»»

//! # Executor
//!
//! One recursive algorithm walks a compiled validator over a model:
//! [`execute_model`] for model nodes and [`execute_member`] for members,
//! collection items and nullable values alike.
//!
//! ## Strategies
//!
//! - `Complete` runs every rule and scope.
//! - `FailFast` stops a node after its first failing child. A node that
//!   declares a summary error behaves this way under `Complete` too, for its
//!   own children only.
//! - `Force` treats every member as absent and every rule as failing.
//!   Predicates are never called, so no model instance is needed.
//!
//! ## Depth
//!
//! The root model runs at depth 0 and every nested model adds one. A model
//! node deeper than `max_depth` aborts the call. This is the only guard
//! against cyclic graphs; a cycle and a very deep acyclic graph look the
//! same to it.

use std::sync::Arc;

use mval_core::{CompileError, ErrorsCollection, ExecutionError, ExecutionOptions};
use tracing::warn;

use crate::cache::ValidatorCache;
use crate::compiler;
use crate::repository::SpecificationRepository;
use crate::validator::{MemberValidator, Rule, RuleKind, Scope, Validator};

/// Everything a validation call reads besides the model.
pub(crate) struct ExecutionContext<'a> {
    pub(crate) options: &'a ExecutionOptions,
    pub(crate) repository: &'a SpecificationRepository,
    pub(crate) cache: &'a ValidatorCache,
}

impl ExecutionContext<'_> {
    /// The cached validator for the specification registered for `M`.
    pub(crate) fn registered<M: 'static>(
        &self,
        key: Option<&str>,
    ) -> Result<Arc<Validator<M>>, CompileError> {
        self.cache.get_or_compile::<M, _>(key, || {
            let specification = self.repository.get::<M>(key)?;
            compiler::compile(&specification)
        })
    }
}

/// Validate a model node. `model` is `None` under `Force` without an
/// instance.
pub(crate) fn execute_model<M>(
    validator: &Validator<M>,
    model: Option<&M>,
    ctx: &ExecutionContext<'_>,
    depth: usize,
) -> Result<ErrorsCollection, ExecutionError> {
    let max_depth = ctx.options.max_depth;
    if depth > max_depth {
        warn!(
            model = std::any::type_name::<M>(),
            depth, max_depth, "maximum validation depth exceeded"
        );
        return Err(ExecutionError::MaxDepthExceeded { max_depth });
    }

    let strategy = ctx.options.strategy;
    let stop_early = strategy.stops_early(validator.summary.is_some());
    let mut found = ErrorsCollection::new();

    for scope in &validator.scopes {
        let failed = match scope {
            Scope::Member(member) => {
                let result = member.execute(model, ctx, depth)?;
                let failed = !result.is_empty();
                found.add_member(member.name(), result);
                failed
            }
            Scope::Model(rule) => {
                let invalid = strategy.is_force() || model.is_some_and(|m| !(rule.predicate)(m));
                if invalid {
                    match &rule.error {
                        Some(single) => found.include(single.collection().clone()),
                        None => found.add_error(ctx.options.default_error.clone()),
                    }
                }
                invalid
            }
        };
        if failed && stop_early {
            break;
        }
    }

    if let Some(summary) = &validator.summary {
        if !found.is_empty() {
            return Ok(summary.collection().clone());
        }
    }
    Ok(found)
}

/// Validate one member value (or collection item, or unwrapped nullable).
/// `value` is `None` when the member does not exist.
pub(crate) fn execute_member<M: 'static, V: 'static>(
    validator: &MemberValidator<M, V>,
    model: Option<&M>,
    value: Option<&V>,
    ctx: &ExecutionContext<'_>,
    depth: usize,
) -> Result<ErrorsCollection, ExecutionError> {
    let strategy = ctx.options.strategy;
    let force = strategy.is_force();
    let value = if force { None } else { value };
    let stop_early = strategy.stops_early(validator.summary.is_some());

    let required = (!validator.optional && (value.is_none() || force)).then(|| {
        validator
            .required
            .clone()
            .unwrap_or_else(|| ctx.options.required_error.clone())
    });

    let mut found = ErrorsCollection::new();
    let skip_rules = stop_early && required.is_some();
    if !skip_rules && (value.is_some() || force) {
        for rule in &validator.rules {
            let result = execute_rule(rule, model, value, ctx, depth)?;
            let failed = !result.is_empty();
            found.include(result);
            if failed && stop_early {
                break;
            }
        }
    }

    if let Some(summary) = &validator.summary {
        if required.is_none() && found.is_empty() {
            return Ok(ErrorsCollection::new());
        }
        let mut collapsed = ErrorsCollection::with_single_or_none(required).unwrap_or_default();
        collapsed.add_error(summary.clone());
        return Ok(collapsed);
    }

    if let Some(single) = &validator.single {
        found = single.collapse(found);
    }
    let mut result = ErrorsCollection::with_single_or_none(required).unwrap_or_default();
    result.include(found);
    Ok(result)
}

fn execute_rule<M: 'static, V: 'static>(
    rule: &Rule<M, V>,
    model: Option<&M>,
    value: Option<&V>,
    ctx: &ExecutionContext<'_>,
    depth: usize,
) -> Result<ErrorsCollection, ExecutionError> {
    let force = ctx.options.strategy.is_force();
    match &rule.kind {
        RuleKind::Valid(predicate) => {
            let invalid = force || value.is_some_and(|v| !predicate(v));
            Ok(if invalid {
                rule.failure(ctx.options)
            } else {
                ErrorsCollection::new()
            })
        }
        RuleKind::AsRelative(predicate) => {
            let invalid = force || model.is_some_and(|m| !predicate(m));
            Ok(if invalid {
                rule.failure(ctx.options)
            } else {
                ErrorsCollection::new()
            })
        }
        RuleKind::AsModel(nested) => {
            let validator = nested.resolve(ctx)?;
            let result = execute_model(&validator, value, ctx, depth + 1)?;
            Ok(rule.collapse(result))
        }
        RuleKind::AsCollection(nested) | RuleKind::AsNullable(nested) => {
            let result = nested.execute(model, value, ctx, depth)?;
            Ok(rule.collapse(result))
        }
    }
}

««
»»

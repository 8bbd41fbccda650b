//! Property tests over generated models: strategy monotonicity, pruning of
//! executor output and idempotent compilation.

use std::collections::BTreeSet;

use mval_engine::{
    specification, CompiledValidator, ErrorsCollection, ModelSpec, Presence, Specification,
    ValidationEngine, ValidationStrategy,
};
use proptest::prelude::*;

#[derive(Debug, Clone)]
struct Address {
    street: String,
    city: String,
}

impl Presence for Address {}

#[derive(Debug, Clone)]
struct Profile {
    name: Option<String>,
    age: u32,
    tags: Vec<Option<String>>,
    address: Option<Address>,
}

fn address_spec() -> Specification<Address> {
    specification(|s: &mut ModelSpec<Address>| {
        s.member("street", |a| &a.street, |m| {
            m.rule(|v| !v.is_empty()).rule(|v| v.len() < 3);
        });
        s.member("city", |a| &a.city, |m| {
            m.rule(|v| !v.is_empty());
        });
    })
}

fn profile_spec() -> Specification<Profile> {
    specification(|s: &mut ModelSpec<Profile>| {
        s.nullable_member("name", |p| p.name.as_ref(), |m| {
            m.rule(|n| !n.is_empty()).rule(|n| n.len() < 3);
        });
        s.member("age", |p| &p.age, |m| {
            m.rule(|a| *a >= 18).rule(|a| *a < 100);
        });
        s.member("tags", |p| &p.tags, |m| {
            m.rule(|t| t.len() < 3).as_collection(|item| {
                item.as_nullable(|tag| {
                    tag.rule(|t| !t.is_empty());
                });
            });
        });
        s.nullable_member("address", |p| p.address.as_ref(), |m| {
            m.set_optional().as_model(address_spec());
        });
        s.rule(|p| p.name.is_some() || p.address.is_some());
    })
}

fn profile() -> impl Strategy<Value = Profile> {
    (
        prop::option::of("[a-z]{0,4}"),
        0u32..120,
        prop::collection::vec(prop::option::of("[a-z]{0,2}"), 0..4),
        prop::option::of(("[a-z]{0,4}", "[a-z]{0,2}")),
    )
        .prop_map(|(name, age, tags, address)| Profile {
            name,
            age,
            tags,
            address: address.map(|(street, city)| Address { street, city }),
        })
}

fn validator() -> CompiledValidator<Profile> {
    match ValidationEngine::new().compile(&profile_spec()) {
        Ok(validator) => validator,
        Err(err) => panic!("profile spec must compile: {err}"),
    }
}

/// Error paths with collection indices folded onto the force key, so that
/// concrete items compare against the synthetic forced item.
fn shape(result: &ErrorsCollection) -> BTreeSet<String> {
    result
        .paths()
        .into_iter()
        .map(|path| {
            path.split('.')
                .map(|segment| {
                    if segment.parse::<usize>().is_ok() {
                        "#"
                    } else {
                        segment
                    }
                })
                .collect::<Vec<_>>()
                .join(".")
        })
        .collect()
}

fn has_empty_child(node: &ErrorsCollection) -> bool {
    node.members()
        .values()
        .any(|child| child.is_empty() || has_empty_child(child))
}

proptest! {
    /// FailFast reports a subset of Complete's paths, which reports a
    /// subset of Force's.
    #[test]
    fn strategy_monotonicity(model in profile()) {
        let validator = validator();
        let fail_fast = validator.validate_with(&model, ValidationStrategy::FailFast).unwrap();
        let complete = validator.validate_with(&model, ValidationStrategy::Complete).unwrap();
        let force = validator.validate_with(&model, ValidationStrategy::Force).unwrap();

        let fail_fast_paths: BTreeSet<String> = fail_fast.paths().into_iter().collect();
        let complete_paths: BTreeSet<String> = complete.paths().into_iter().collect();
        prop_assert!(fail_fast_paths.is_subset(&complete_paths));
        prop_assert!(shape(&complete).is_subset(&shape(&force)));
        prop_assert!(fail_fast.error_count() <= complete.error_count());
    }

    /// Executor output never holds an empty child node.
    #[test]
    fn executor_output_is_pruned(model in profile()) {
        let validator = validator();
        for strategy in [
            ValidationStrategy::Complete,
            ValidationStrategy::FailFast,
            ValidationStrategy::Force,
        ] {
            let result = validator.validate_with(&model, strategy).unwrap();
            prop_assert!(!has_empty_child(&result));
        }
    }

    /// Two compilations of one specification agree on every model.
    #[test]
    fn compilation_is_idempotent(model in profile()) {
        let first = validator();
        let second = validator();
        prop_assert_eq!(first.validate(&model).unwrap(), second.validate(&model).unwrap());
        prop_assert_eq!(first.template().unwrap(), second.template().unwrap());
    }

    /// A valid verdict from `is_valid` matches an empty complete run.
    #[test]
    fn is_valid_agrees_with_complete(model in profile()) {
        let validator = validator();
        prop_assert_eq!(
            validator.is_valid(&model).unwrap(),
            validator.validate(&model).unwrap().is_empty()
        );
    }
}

««

What is being asked. The answer should consist of every line from the listing above that includes the word "ValidatorCache".

Answer to this exercise.
use crate::cache::ValidatorCache;
    pub(crate) cache: &'a ValidatorCache,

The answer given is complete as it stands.